Memory-like natural killer cell and CD19-antibody based immunotherapy in combination with tyrosine-kinase inhibition of Ph(-like) acute lymphoblastic leukemia

Abstract

Philadelphia-like acute lymphoblastic leukemia (Ph-like ALL) is a molecularly distinct tyrosine kinase-driven entity burdened with a high risk of relapsing disease and poor response toward combinatorial chemotherapy. Tyrosine kinase inhibitors (TKI) have been introduced into recent treatment protocols to improve the survival of patients with Ph-like ALL, yet preliminary data indicate subpar outcome. To advance treatment concepts for this genetic subtype of ALL, engineered antibody and CAR T-cell based immunotherapy has been proposed. Alternatively, the clinical use of natural killer cells endowed with a CAR or combined with leukemia epitope-directed antibodies is a conceivable strategy, which allows for an adoptive transfer of immune cells in an allogeneic setting with a low risk of graft-versus-host reaction.

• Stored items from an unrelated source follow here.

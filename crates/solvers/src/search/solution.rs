use paver_core::IntervalBox;

use super::Stats;

/// Resource limits that can end an `advance` call.
#[derive(Debug, Clone, Copy, PartialEq, Eq)]
pub enum Limit {
    /// The accumulated wall-clock time reached the configured limit.
    Time,

    /// The number of cells created by bisection reached the configured limit.
    Cells,
}

/// The outcome of one call to [`Solver::advance`](super::Solver::advance).
#[derive(Debug, Clone, Copy, PartialEq, Eq)]
pub enum Advance {
    /// A terminal cell was dispositioned and cells remain in the buffer.
    Continue,

    /// The buffer is empty; the search is complete.
    Finished,

    /// A resource limit was reached. The buffer is left as it is.
    LimitReached(Limit),

    /// An observer returned [`Action::StopEarly`](super::Action::StopEarly).
    StoppedByObserver,
}

/// Indicates how a search session ended.
#[derive(Debug, Clone, Copy, PartialEq, Eq)]
pub enum Status {
    /// Every cell was processed.
    Complete,

    /// Stopped at the time limit.
    TimeLimit,

    /// Stopped at the cell limit.
    CellLimit,

    /// Stopped early due to an observer decision.
    StoppedByObserver,
}

impl From<Limit> for Status {
    fn from(limit: Limit) -> Self {
        match limit {
            Limit::Time => Self::TimeLimit,
            Limit::Cells => Self::CellLimit,
        }
    }
}

/// The result of a full search session.
#[derive(Debug, Clone)]
pub struct Solution {
    /// How the session ended.
    pub status: Status,

    /// Accepted boxes, in the order they were found.
    pub boxes: Vec<IntervalBox>,

    /// Statistics at the end of the session.
    pub stats: Stats,
}
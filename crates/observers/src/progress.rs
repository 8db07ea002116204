use paver_core::Observer;
use paver_solvers::search::Event;
use tracing::info;

/// Logs search progress at `info` every `interval` visited cells.
///
/// Each report carries the iteration count, the number of cells created, the
/// buffer length, and the solutions found so far. Install a `tracing`
/// subscriber to see them.
#[derive(Debug, Clone, Copy, PartialEq, Eq)]
pub struct ProgressLog {
    interval: usize,
    visits: usize,
    reports: usize,
}

impl ProgressLog {
    /// Creates an observer that reports every `interval` visits.
    ///
    /// An interval of zero is treated as one.
    #[must_use]
    pub fn new(interval: usize) -> Self {
        Self {
            interval: interval.max(1),
            visits: 0,
            reports: 0,
        }
    }

    /// Returns how many reports have been logged.
    #[must_use]
    pub fn reports(&self) -> usize {
        self.reports
    }
}

impl<A> Observer<Event<'_>, A> for ProgressLog {
    fn observe(&mut self, event: &Event<'_>) -> Option<A> {
        if let Event::Visit {
            buffer_len, stats, ..
        } = event
        {
            self.visits += 1;
            if self.visits % self.interval == 0 {
                self.reports += 1;
                info!(
                    iterations = stats.iterations,
                    nodes = stats.nodes,
                    buffer_len,
                    solutions = stats.solutions,
                    "search progress"
                );
            }
        }
        None
    }
}

#[cfg(test)]
mod tests {
    use super::*;

    use paver_core::{Capabilities, Cell, IntervalBox};
    use paver_solvers::{
        bisect::RoundRobin,
        contract::Identity,
        search::{Action, Advance, Config, Solver, Stats},
    };

    #[test]
    fn reports_at_each_interval() {
        let mut progress = ProgressLog::new(4);
        let mut solver = Solver::new(
            Identity::new(1),
            RoundRobin::midpoint(0.25).unwrap(),
            Config::default(),
        );
        solver.start(IntervalBox::from_bounds(&[(0.0, 1.0)])).unwrap();

        let mut out = Vec::new();
        while solver.advance(&mut out, &mut progress).unwrap() == Advance::Continue {}

        // Three bisections and four leaves make seven visits.
        assert_eq!(solver.stats().iterations, 7);
        assert_eq!(progress.reports(), 1);
    }

    #[test]
    fn zero_interval_reports_every_visit() {
        let mut progress = ProgressLog::new(0);
        let cell = Cell::root(IntervalBox::from_bounds(&[(0.0, 1.0)]), Capabilities::NONE);
        let stats = Stats::default();
        let event = Event::Visit {
            cell: &cell,
            buffer_len: 1,
            stats: &stats,
        };

        for _ in 0..2 {
            let action: Option<Action> = progress.observe(&event);
            assert_eq!(action, None);
        }
        assert_eq!(progress.reports(), 2);
    }
}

Here, we explored memory-like NK cells and Fc-enhanced CD19 antibody-dependent cell-mediated cytotoxicity (ADCC) in combination with TKI directed against in vitro models of kinase-driven leukemia. We demonstrate that the memory-like state of NK cells is determined by interleukin-mediated epigenetic reprogramming resulting in enhanced antileukemic effector functions. TKI differentially interfere with NK cell function and receptor repertoire, but CD19 antibody-mediated cytotoxicity operates ABL and JAK-independent allowing for simultaneous administration of memory-like NK cells, CD19 antibody, and specific TKI with high treatment efficacy in vitro.